Brendan Lawlor, who is one of the world's top disabled golfers, made history this morning when he made his European Tour debut in the ISPS Handa UK Championship. 

The Louth man became the first professional disability golfer to compete on the European Tour, however he struggled around the iconic Belfry course.

The 22-year-old turned professional in September last year, shortly after winning the European Disabled Golf Association (EDGA) Scottish Open, which was played over the same course at the Renaissance Club used for the ASI Scottish Open. 

Lawlor, who is currently fourth in the World Rankings for Golfers with Disability, has a rare condition called Ellis-van Creveld syndrome, a disability characterised by a shorter stature and shorter limbs. 

Despite a birdie on the third hole, Lawlor failed to make an impression on the leaderboard, eventually carding a 12-over-par 84. 

FULL LEADERBOARD

An ecstatic Justin Walters claimed the clubhouse lead in the rain-delayed tournament

Walters carded six birdies and chipped in for an eagle on the 15th to card a superb eight-under-par 64, which was completed just as heavy rain began to fall on the former Ryder Cup venue.
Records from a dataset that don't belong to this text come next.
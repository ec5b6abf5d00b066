//! Self-play game generation CLI.
//!
//! Plays games on generated worlds and writes one JSON record per game.
//!
//! Usage:
//!   cargo run --release --bin selfplay -- [OPTIONS]
//!
//! Options:
//!   --games N       Number of games to play (default: 10)
//!   --players N     Factions per game (default: 4)
//!   --size WxH      Map size (default: 48x36)
//!   --turns N       Turn cap per game (default: 50)
//!   --threads N     Number of parallel threads (default: 4)
//!   --seed N        Random seed, 0 for entropy (default: 0)
//!   --config FILE   JSON config overriding the engine defaults
//!   --output FILE   Output file path (default: stdout)
//!   --quiet         Suppress progress and summary output

use std::env;
use std::fs::File;
use std::io::{self, BufWriter};
use std::process::ExitCode;
use std::time::Instant;

use tracing::{error, info};
use tracing_subscriber::EnvFilter;

use warband::config::Config;
use warband::selfplay::{self, SelfPlayConfig};

fn parse_size(v: &str) -> Option<(i32, i32)> {
    let (w, h) = v.split_once('x')?;
    Some((w.parse().ok()?, h.parse().ok()?))
}

fn main() -> ExitCode {
    tracing_subscriber::fmt()
        .with_env_filter(
            EnvFilter::try_from_default_env().unwrap_or_else(|_| EnvFilter::new("warband=info")),
        )
        .with_writer(io::stderr)
        .init();

    let args: Vec<String> = env::args().collect();
    let mut config = SelfPlayConfig::default();
    let mut output_path: Option<String> = None;
    let mut turns: Option<u32> = None;

    let mut i = 1;
    while i < args.len() {
        let flag = args[i].as_str();
        let value = args.get(i + 1).map(String::as_str);
        let parsed = match (flag, value) {
            ("--quiet", _) => {
                config.quiet = true;
                i += 1;
                continue;
            }
            ("--help" | "-h", _) => {
                print_usage();
                return ExitCode::SUCCESS;
            }
            ("--games", Some(v)) => v.parse::<usize>().map(|n| config.num_games = n).is_ok(),
            ("--players", Some(v)) => v.parse::<usize>().map(|n| config.players = n).is_ok(),
            ("--threads", Some(v)) => v.parse::<usize>().map(|n| config.threads = n).is_ok(),
            ("--seed", Some(v)) => v.parse::<u64>().map(|n| config.seed = n).is_ok(),
            ("--turns", Some(v)) => v.parse::<u32>().map(|n| turns = Some(n)).is_ok(),
            ("--size", Some(v)) => parse_size(v)
                .map(|(w, h)| {
                    config.width = w;
                    config.height = h;
                })
                .is_some(),
            ("--config", Some(v)) => match Config::load(v) {
                Ok(engine) => {
                    config.engine = engine;
                    true
                }
                Err(err) => {
                    error!(%err, "config rejected");
                    return ExitCode::FAILURE;
                }
            },
            ("--output", Some(v)) => {
                output_path = Some(v.to_string());
                true
            }
            _ => false,
        };
        if !parsed {
            eprintln!("Invalid argument: {}", flag);
            print_usage();
            return ExitCode::from(2);
        }
        i += 2;
    }
    if let Some(turns) = turns {
        config.engine.game.turns = turns;
    }

    if !config.quiet {
        info!(
            games = config.num_games,
            players = config.players,
            width = config.width,
            height = config.height,
            turns = config.engine.game.turns,
            threads = config.threads,
            "self-play starting"
        );
    }

    let start = Instant::now();
    let games = selfplay::run_self_play(&config);
    let elapsed = start.elapsed();

    if !config.quiet {
        info!(
            games = games.len(),
            secs = elapsed.as_secs_f64(),
            per_hour = games.len() as f64 / elapsed.as_secs_f64().max(1e-9) * 3600.0,
            "self-play complete"
        );
        if let Err(err) = selfplay::write_summary(&games, &mut io::stderr()) {
            error!(%err, "cannot write summary");
        }
    }

    let written = match &output_path {
        Some(path) => File::create(path)
            .and_then(|file| selfplay::write_jsonl(&games, &mut BufWriter::new(file))),
        None => selfplay::write_jsonl(&games, &mut BufWriter::new(io::stdout().lock())),
    };
    match written {
        Ok(()) => {
            if let (Some(path), false) = (&output_path, config.quiet) {
                info!(games = games.len(), path = %path, "records written");
            }
            ExitCode::SUCCESS
        }
        Err(err) => {
            error!(%err, "cannot write records");
            ExitCode::FAILURE
        }
    }
}

fn print_usage() {
    eprintln!("Usage: selfplay [OPTIONS]");
    eprintln!();
    eprintln!("Options:");
    eprintln!("  --games N        Number of games to play (default: 10)");
    eprintln!("  --players N      Factions per game (default: 4)");
    eprintln!("  --size WxH       Map size (default: 48x36)");
    eprintln!("  --turns N        Turn cap per game (default: 50)");
    eprintln!("  --threads N      Number of parallel threads (default: 4)");
    eprintln!("  --seed N         Random seed, 0 for entropy (default: 0)");
    eprintln!("  --config FILE    JSON config overriding the engine defaults");
    eprintln!("  --output FILE    Output file path (default: stdout)");
    eprintln!("  --quiet          Suppress progress and summary output");
    eprintln!("  --help           Show this help");
}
That rain eventually led to play being halted due to flooding shortly after 2pm and the resulting four-hour delay meant the first round was not completed on schedule.

Walters was left to enjoy a three-shot lead over Bernd Wiesberger, Joel Sjoholm, Scott Vincent and Benjamin Hebert, with former world number one Martin Kaymer and the Scottish pair of Calum Hill and Craig Howie among an eight-strong group on four under par.

Walters had missed four cuts in five events on the European Tour's UK Swing since golf returned from the coronavirus shutdown and feared he may have "peaked" during the pandemic.

"During the lockdown I was in North Carolina and I didn’t have to face any golf courses being closed, I could practice as normal," the South African world number 393 added.

"I played a few mini-tour events and played a fair amount of golf and actually played really good golf, so I almost feel like I peaked during lockdown.

"I came back out here and I was confident, I felt like I was going to have a good run and missed three cuts by one, made one cut and didn’t finish very high with that.

"It’s been really disappointing to say the least but that’s golf, every time you expect something from it, it shows you otherwise.

"I just changed my outlook a bit and freed it up, just accepting what happens. I felt like I was swinging really well and getting nothing out of it and when that happens you start to get a bit grumpy, expecting too much out of yourself.

"The little things were starting to annoying me and I thought you know what, it’s a beautiful day – well it was earlier – just go and play and see what the game brings you because you are playing well.

"A few putts started going in, a couple of good breaks where I hit a bad shot and got away with it and that’s been lacking. To result in a 64, I’m ecstatic."

Ireland's Paul Dunne shot a 74 to open the tournament, while Jonathan Caldwell's round was just five holes old when the weather intervened with him sitting on one under.